## PROVIDED DATA
use crate::config::{CampaignConfig, default_compcov_level, default_trial_timeout_ms};
use crate::resume::CorpusSource;
use crate::role::NodeRole;
use serde::Serialize;
use std::collections::BTreeMap;
use std::ffi::OsString;
use std::path::{Path, PathBuf};
use std::time::Duration;

pub const AFL_FUZZ_BINARY: &str = "afl-fuzz";
pub const COMPCOV_LEVEL_VAR: &str = "AFL_COMPCOV_LEVEL";
pub const DEBUG_CHILD_OUTPUT_VAR: &str = "AFL_DEBUG_CHILD_OUTPUT";
/// afl-fuzz replaces this with the path of the current test case.
pub const INPUT_PLACEHOLDER: &str = "@@";
const HARNESS_SUBCOMMAND: &str = "emu";

/// A fully specified afl-fuzz command. Building one runs nothing.
#[derive(Debug, Clone, PartialEq, Eq, Serialize)]
pub struct FuzzerInvocation {
    pub program: PathBuf,
    pub args: Vec<String>,
    pub env: BTreeMap<String, String>,
    /// Prepended to the inherited `PATH` when the command is launched.
    pub search_path_prefix: PathBuf,
}

impl FuzzerInvocation {
    /// The `PATH` value for the child: the prefix, then whatever was inherited.
    pub fn search_path(&self, inherited: Option<OsString>) -> Result<OsString, std::env::JoinPathsError> {
        let mut paths = vec![self.search_path_prefix.clone()];
        if let Some(inherited) = inherited {
            paths.extend(std::env::split_paths(&inherited));
        }
        std::env::join_paths(paths)
    }

    /// Shell-style rendering for logs. Not meant to be executed.
    pub fn command_line(&self) -> String {
        let mut parts: Vec<String> = self
            .env
            .iter()
            .map(|(key, value)| format!("{key}={value}"))
            .collect();
        parts.push(self.program.display().to_string());
        parts.extend(self.args.iter().cloned());
        parts.join(" ")
    }
}

/// The command afl-fuzz runs once per trial, minus the input placeholder.
#[derive(Debug, Clone, PartialEq, Eq)]
pub struct HarnessCommand {
    pub launcher: Vec<String>,
    pub entry: PathBuf,
}

impl HarnessCommand {
    fn argv(&self) -> Vec<String> {
        let mut argv = self.launcher.clone();
        argv.push(self.entry.to_string_lossy().into_owned());
        argv.push(HARNESS_SUBCOMMAND.to_string());
        argv.push(INPUT_PLACEHOLDER.to_string());
        argv
    }
}

#[derive(Debug, Clone)]
pub struct InvocationBuilder {
    afl_path: PathBuf,
    harness: HarnessCommand,
    role: NodeRole,
    corpus: CorpusSource,
    output_root: PathBuf,
    dictionary: Option<PathBuf>,
    trial_timeout: Duration,
    compcov_level: u8,
    print_outputs: bool,
}

impl InvocationBuilder {
    pub fn new(afl_path: impl Into<PathBuf>, harness: HarnessCommand) -> Self {
        Self {
            afl_path: afl_path.into(),
            harness,
            role: NodeRole::Master,
            corpus: CorpusSource::Resume,
            output_root: PathBuf::new(),
            dictionary: None,
            trial_timeout: Duration::from_millis(default_trial_timeout_ms()),
            compcov_level: default_compcov_level(),
            print_outputs: false,
        }
    }

    /// Seeds everything the config decides; role and corpus still need setting.
    pub fn from_config(config: &CampaignConfig) -> Self {
        Self::new(
            &config.afl_path,
            HarnessCommand {
                launcher: config.harness_launcher.clone(),
                entry: config.harness_entry.clone(),
            },
        )
        .output_root(&config.afl_outputs)
        .dictionary(config.afl_dict.as_deref())
        .trial_timeout(config.trial_timeout)
        .compcov_level(config.compcov_level)
    }

    pub fn role(mut self, role: NodeRole) -> Self {
        self.role = role;
        self
    }

    pub fn corpus(mut self, corpus: CorpusSource) -> Self {
        self.corpus = corpus;
        self
    }

    pub fn output_root(mut self, output_root: impl Into<PathBuf>) -> Self {
        self.output_root = output_root.into();
        self
    }

    pub fn dictionary(mut self, dictionary: Option<&Path>) -> Self {
        self.dictionary = dictionary.map(Path::to_path_buf);
        self
    }

    pub fn trial_timeout(mut self, trial_timeout: Duration) -> Self {
        self.trial_timeout = trial_timeout;
        self
    }

    pub fn compcov_level(mut self, level: u8) -> Self {
        self.compcov_level = level;
        self
    }

    /// Let the harness write to the terminal instead of afl-fuzz swallowing it.
    pub fn print_outputs(mut self, print_outputs: bool) -> Self {
        self.print_outputs = print_outputs;
        self
    }

    pub fn build(&self) -> FuzzerInvocation {
        let mut env = BTreeMap::new();
        env.insert(COMPCOV_LEVEL_VAR.to_string(), self.compcov_level.to_string());
        if self.print_outputs {
            env.insert(DEBUG_CHILD_OUTPUT_VAR.to_string(), "1".to_string());
        }

        let mut args: Vec<String> = vec![
            "-U".into(),
            "-m".into(),
            "none".into(),
            "-i".into(),
            self.corpus.as_arg(),
            "-o".into(),
            self.output_root.to_string_lossy().into_owned(),
            "-t".into(),
            format!("{}+", self.trial_timeout.as_millis()),
        ];
        args.extend(self.role.selection_args().iter().map(|s| s.to_string()));
        if let Some(dictionary) = &self.dictionary {
            args.push("-x".into());
            args.push(dictionary.to_string_lossy().into_owned());
        }
        args.push("--".into());
        args.extend(self.harness.argv());

        FuzzerInvocation {
            program: self.afl_path.join(AFL_FUZZ_BINARY),
            args,
            env,
            search_path_prefix: self.afl_path.clone(),
        }
    }
}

## TASK BRIEF
Only lines holding the word "OsString" are wanted; list them all from the material.

## YOUR SOLUTION
use std::ffi::OsString;
    pub fn search_path(&self, inherited: Option<OsString>) -> Result<OsString, std::env::JoinPathsError> {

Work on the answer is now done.